The Yankees are likely done with their big-money window shopping this offseason, but there are still some odds and ends to sort out with the leftover cash. The team may be interested in adding a veteran reliever, outfielder or utility infielder. In regards to the latter, the team has been linked to former Giants and Mets second baseman Joe Panik in recent days.
As the Yankees explore ways to have more left-handed balance on their roster, one option they've discussed -- among others -- is adding Joe Panik in free agency, to be part of their infield mix.— Buster Olney (@Buster_ESPN) December 19, 2019
As Joel Sherman later noted, the interest is believed to be mutual, especially on Panik’s end after growing up a Yankees fan in New York who idolized Derek Jeter. After adding one former Yankees fanboy to the team in Gerrit Cole, might the team be able to add another, or would it just be a Panik move?

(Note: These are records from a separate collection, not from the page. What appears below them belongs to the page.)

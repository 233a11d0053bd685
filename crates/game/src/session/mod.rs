//! Session roster: multiverses (whole sessions) containing universes
//! (groups of worlds) containing worlds containing players.
//!
//! The directory is the membership source of truth for audience
//! resolution and bucket-owner lookup. Structural changes return a
//! [`SessionEvent`] that the caller routes into the active session
//! handler and uses to invalidate the cached strategy registry.

use std::collections::HashMap;
use std::sync::Mutex;

use serde::{Deserialize, Serialize};

use crate::sync::ShareScope;

pub type PlayerId = u64;
pub type WorldId = u64;
pub type UniverseId = u64;
pub type MultiverseId = u64;

/// Invariant violations: membership bookkeeping desynchronized from what
/// the caller believes. These fail loudly and are never absorbed.
#[derive(Debug, thiserror::Error)]
pub enum ConsistencyError {
    #[error("unknown session {0}")]
    UnknownSession(MultiverseId),
    #[error("unknown universe {universe} in session {multiverse}")]
    UnknownUniverse {
        multiverse: MultiverseId,
        universe: UniverseId,
    },
    #[error("unknown world {world} in session {multiverse}")]
    UnknownWorld {
        multiverse: MultiverseId,
        world: WorldId,
    },
    #[error("player {player} is not a member of session {multiverse}")]
    NotAMember {
        multiverse: MultiverseId,
        player: PlayerId,
    },
    #[error("player {player} is already a member of session {multiverse}")]
    AlreadyMember {
        multiverse: MultiverseId,
        player: PlayerId,
    },
}

/// Structural changes fed into the handler lifecycle channel.
#[derive(Debug, Clone, PartialEq)]
pub enum SessionEvent {
    WorldCreated {
        multiverse: MultiverseId,
        universe: UniverseId,
        world: WorldId,
    },
    WorldDeleted {
        multiverse: MultiverseId,
        universe: UniverseId,
        world: WorldId,
    },
    PlayerJoined {
        multiverse: MultiverseId,
        player: PlayerId,
        world: WorldId,
    },
    PlayerLeft {
        multiverse: MultiverseId,
        player: PlayerId,
    },
    PlayerMoved {
        multiverse: MultiverseId,
        player: PlayerId,
        from_world: WorldId,
        to_world: WorldId,
    },
    /// Operator-triggered debug event, forwarded verbatim to the handler.
    Debug {
        multiverse: MultiverseId,
        tag: String,
    },
}

#[derive(Debug, Clone, Serialize, Deserialize)]
pub struct SessionSettings {
    pub mode: String,
    pub name: String,
}

impl Default for SessionSettings {
    fn default() -> Self {
        Self {
            mode: "freeplay".to_string(),
            name: "Session".to_string(),
        }
    }
}

#[derive(Debug)]
struct World {
    players: Vec<PlayerId>,
}

#[derive(Debug)]
struct Universe {
    worlds: HashMap<WorldId, World>,
}

#[derive(Debug)]
struct Multiverse {
    settings: SessionSettings,
    universes: HashMap<UniverseId, Universe>,
}

#[derive(Debug, Default)]
struct DirectoryInner {
    sessions: HashMap<MultiverseId, Multiverse>,
    // last-join-wins, mirrors the active-connection semantics
    player_sessions: HashMap<PlayerId, MultiverseId>,
}

#[derive(Debug, Default)]
pub struct SessionDirectory {
    inner: Mutex<DirectoryInner>,
}

impl SessionDirectory {
    pub fn new() -> Self {
        Self::default()
    }

    pub fn create_session(&self, multiverse: MultiverseId, settings: SessionSettings) -> bool {
        let mut inner = self.inner.lock().unwrap();
        if inner.sessions.contains_key(&multiverse) {
            return false;
        }
        inner.sessions.insert(
            multiverse,
            Multiverse {
                settings,
                universes: HashMap::new(),
            },
        );
        true
    }

    pub fn session_exists(&self, multiverse: MultiverseId) -> bool {
        self.inner.lock().unwrap().sessions.contains_key(&multiverse)
    }

    pub fn mode(&self, multiverse: MultiverseId) -> Option<String> {
        let inner = self.inner.lock().unwrap();
        inner
            .sessions
            .get(&multiverse)
            .map(|m| m.settings.mode.clone())
    }

    pub fn create_world(
        &self,
        multiverse: MultiverseId,
        universe: UniverseId,
        world: WorldId,
    ) -> Result<SessionEvent, ConsistencyError> {
        let mut inner = self.inner.lock().unwrap();
        let session = inner
            .sessions
            .get_mut(&multiverse)
            .ok_or(ConsistencyError::UnknownSession(multiverse))?;
        session
            .universes
            .entry(universe)
            .or_insert_with(|| Universe {
                worlds: HashMap::new(),
            })
            .worlds
            .insert(world, World { players: Vec::new() });
        Ok(SessionEvent::WorldCreated {
            multiverse,
            universe,
            world,
        })
    }

    pub fn delete_world(
        &self,
        multiverse: MultiverseId,
        universe: UniverseId,
        world: WorldId,
    ) -> Result<SessionEvent, ConsistencyError> {
        let mut inner = self.inner.lock().unwrap();
        let session = inner
            .sessions
            .get_mut(&multiverse)
            .ok_or(ConsistencyError::UnknownSession(multiverse))?;
        let uni = session
            .universes
            .get_mut(&universe)
            .ok_or(ConsistencyError::UnknownUniverse {
                multiverse,
                universe,
            })?;
        uni.worlds
            .remove(&world)
            .ok_or(ConsistencyError::UnknownWorld { multiverse, world })?;
        Ok(SessionEvent::WorldDeleted {
            multiverse,
            universe,
            world,
        })
    }

    pub fn join(
        &self,
        multiverse: MultiverseId,
        player: PlayerId,
        world: WorldId,
    ) -> Result<SessionEvent, ConsistencyError> {
        let mut inner = self.inner.lock().unwrap();
        let session = inner
            .sessions
            .get_mut(&multiverse)
            .ok_or(ConsistencyError::UnknownSession(multiverse))?;
        if session
            .universes
            .values()
            .any(|u| u.worlds.values().any(|w| w.players.contains(&player)))
        {
            return Err(ConsistencyError::AlreadyMember { multiverse, player });
        }
        let target = session
            .universes
            .values_mut()
            .find_map(|u| u.worlds.get_mut(&world))
            .ok_or(ConsistencyError::UnknownWorld { multiverse, world })?;
        target.players.push(player);
        inner.player_sessions.insert(player, multiverse);
        Ok(SessionEvent::PlayerJoined {
            multiverse,
            player,
            world,
        })
    }

    pub fn leave(
        &self,
        multiverse: MultiverseId,
        player: PlayerId,
    ) -> Result<SessionEvent, ConsistencyError> {
        let mut inner = self.inner.lock().unwrap();
        let session = inner
            .sessions
            .get_mut(&multiverse)
            .ok_or(ConsistencyError::UnknownSession(multiverse))?;
        let mut found = false;
        for universe in session.universes.values_mut() {
            for world in universe.worlds.values_mut() {
                if let Some(pos) = world.players.iter().position(|&p| p == player) {
                    world.players.remove(pos);
                    found = true;
                }
            }
        }
        if !found {
            return Err(ConsistencyError::NotAMember { multiverse, player });
        }
        if inner.player_sessions.get(&player) == Some(&multiverse) {
            inner.player_sessions.remove(&player);
        }
        Ok(SessionEvent::PlayerLeft { multiverse, player })
    }

    pub fn move_player(
        &self,
        multiverse: MultiverseId,
        player: PlayerId,
        to_world: WorldId,
    ) -> Result<SessionEvent, ConsistencyError> {
        let mut inner = self.inner.lock().unwrap();
        let session = inner
            .sessions
            .get_mut(&multiverse)
            .ok_or(ConsistencyError::UnknownSession(multiverse))?;
        let mut from_world = None;
        for universe in session.universes.values_mut() {
            for (&wid, world) in universe.worlds.iter_mut() {
                if let Some(pos) = world.players.iter().position(|&p| p == player) {
                    world.players.remove(pos);
                    from_world = Some(wid);
                }
            }
        }
        let from_world =
            from_world.ok_or(ConsistencyError::NotAMember { multiverse, player })?;
        let target = session
            .universes
            .values_mut()
            .find_map(|u| u.worlds.get_mut(&to_world))
            .ok_or(ConsistencyError::UnknownWorld {
                multiverse,
                world: to_world,
            })?;
        target.players.push(player);
        Ok(SessionEvent::PlayerMoved {
            multiverse,
            player,
            from_world,
            to_world,
        })
    }

    /// The session a player most recently joined, if any.
    pub fn session_of(&self, player: PlayerId) -> Option<MultiverseId> {
        self.inner.lock().unwrap().player_sessions.get(&player).copied()
    }

    /// Universe and world holding the player within the session.
    pub fn locate(
        &self,
        multiverse: MultiverseId,
        player: PlayerId,
    ) -> Option<(UniverseId, WorldId)> {
        let inner = self.inner.lock().unwrap();
        let session = inner.sessions.get(&multiverse)?;
        for (&uid, universe) in &session.universes {
            for (&wid, world) in &universe.worlds {
                if world.players.contains(&player) {
                    return Some((uid, wid));
                }
            }
        }
        None
    }

    pub fn players(&self, multiverse: MultiverseId) -> Vec<PlayerId> {
        let inner = self.inner.lock().unwrap();
        let Some(session) = inner.sessions.get(&multiverse) else {
            return Vec::new();
        };
        session
            .universes
            .values()
            .flat_map(|u| u.worlds.values())
            .flat_map(|w| w.players.iter().copied())
            .collect()
    }

    pub fn worlds(&self, multiverse: MultiverseId) -> Vec<(UniverseId, WorldId)> {
        let inner = self.inner.lock().unwrap();
        let Some(session) = inner.sessions.get(&multiverse) else {
            return Vec::new();
        };
        session
            .universes
            .iter()
            .flat_map(|(&uid, u)| u.worlds.keys().map(move |&wid| (uid, wid)))
            .collect()
    }

    /// The player-id audience for a scope, relative to `player`'s position
    /// in the session. Fails loudly when the player is not where the
    /// caller believes they are.
    pub fn members(
        &self,
        multiverse: MultiverseId,
        scope: ShareScope,
        player: PlayerId,
    ) -> Result<Vec<PlayerId>, ConsistencyError> {
        if scope == ShareScope::Player {
            return Ok(vec![player]);
        }
        let inner = self.inner.lock().unwrap();
        let session = inner
            .sessions
            .get(&multiverse)
            .ok_or(ConsistencyError::UnknownSession(multiverse))?;
        if scope == ShareScope::Multiverse {
            return Ok(session
                .universes
                .values()
                .flat_map(|u| u.worlds.values())
                .flat_map(|w| w.players.iter().copied())
                .collect());
        }
        for universe in session.universes.values() {
            for world in universe.worlds.values() {
                if world.players.contains(&player) {
                    return Ok(match scope {
                        ShareScope::World => world.players.clone(),
                        ShareScope::Universe => universe
                            .worlds
                            .values()
                            .flat_map(|w| w.players.iter().copied())
                            .collect(),
                        ShareScope::Player | ShareScope::Multiverse => unreachable!(),
                    });
                }
            }
        }
        Err(ConsistencyError::NotAMember { multiverse, player })
    }
}

#[cfg(test)]
mod tests {
    use super::*;

    fn two_world_session(directory: &SessionDirectory) {
        directory.create_session(1, SessionSettings::default());
        directory.create_world(1, 10, 100).unwrap();
        directory.create_world(1, 10, 101).unwrap();
        directory.create_world(1, 11, 110).unwrap();
        directory.join(1, 7, 100).unwrap();
        directory.join(1, 8, 100).unwrap();
        directory.join(1, 9, 101).unwrap();
        directory.join(1, 5, 110).unwrap();
    }

    #[test]
    fn scope_membership() {
        let directory = SessionDirectory::new();
        two_world_session(&directory);

        assert_eq!(directory.members(1, ShareScope::Player, 7).unwrap(), vec![7]);

        let mut world = directory.members(1, ShareScope::World, 7).unwrap();
        world.sort();
        assert_eq!(world, vec![7, 8]);

        let mut universe = directory.members(1, ShareScope::Universe, 7).unwrap();
        universe.sort();
        assert_eq!(universe, vec![7, 8, 9]);

        let mut all = directory.members(1, ShareScope::Multiverse, 7).unwrap();
        all.sort();
        assert_eq!(all, vec![5, 7, 8, 9]);
    }

    #[test]
    fn join_twice_is_a_consistency_error() {
        let directory = SessionDirectory::new();
        two_world_session(&directory);
        assert!(matches!(
            directory.join(1, 7, 101),
            Err(ConsistencyError::AlreadyMember { .. })
        ));
    }

    #[test]
    fn move_between_worlds() {
        let directory = SessionDirectory::new();
        two_world_session(&directory);

        let event = directory.move_player(1, 7, 110).unwrap();
        assert_eq!(
            event,
            SessionEvent::PlayerMoved {
                multiverse: 1,
                player: 7,
                from_world: 100,
                to_world: 110,
            }
        );
        assert_eq!(directory.locate(1, 7), Some((11, 110)));
    }

    #[test]
    fn leave_clears_session_index() {
        let directory = SessionDirectory::new();
        two_world_session(&directory);
        assert_eq!(directory.session_of(7), Some(1));
        directory.leave(1, 7).unwrap();
        assert_eq!(directory.session_of(7), None);
        assert!(matches!(
            directory.members(1, ShareScope::World, 7),
            Err(ConsistencyError::NotAMember { .. })
        ));
    }
}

Earlier this week, I floated the idea of Cesar Hernandez , an idea that was met with mostly disapproval in the comments section. While Panik would come far cheaper, there is a reason for that.
Panik has declined as a hitter since his breakout 2015 season, only mustering one above-average offensive campaign since then (2017). The Yankees are interested in him because he’s a left-handed hitter, who are in short supply on the roster right now, but the truth is that Panik really hasn’t hit anyone that well in a few years.
Still, there are some attractive parts to Panik’s offensive profile. For one, he is a true wizard at making contact. Panik’s strikeout rate has been in the top one percent (!) of Major League Baseball for four straight years, and he has never struck out more than 54 times in a season. He is a pure slap hitter though – he routinely posts some of the lowest exit velocities of any Major Leaguer, and doesn’t often hit for power. He has only posted a SLG over .400 twice in his career, and a .400 SLG isn’t exactly a high benchmark.
It’s important to understand that that’s not what Panik is paid for, though. His job is to hit for contact, get on base and play stellar defense, and that’s what he can do for the Yankees. If the Yankees are regarded as a righty-heavy team that strikes out too much and prioritizes offense over defense, signing Panik would be a way to add some variety to the roster.
Panik has only played second base over his MLB career, and he plays it pretty well. He’s never made 10 errors in a season and has a positive UZR, although his DRS is lower than expected. Still, defensive metrics can be finicky, and Panik generally has a good reputation in the field.
Interestingly, Panik revitalized his career a little bit after being let go by the Giants and coming to the Mets this past season. In 39 games as a Met, Panik slashed .277/.333/.404 and provided some spark atop the lineup. Those numbers aren’t worthy of a starting job necessarily, but they would fit in fine on the Yankees’ bench when paired with plus defense.
Panik could be a viable flyer for the Yankees, and definitely a more likely one than Hernandez. Whereas Hernandez would probably cost over $6 million, Panik would be far cheaper, has minor league options left, and would likely be more willing to accept a reserve role.
Essentially, Panik is the established Major League version of what the Yankees hope Tyler Wade can become. Whereas signing a player like Hernandez would block Wade’s path to the bigs, Panik would be in more of a competition with Wade, and the Yankees would choose the best one. The Yankees aren’t looking to spend big money rounding out their bench, and some of Panik’s tools make him intriguing enough for a minimal one-year offer this winter.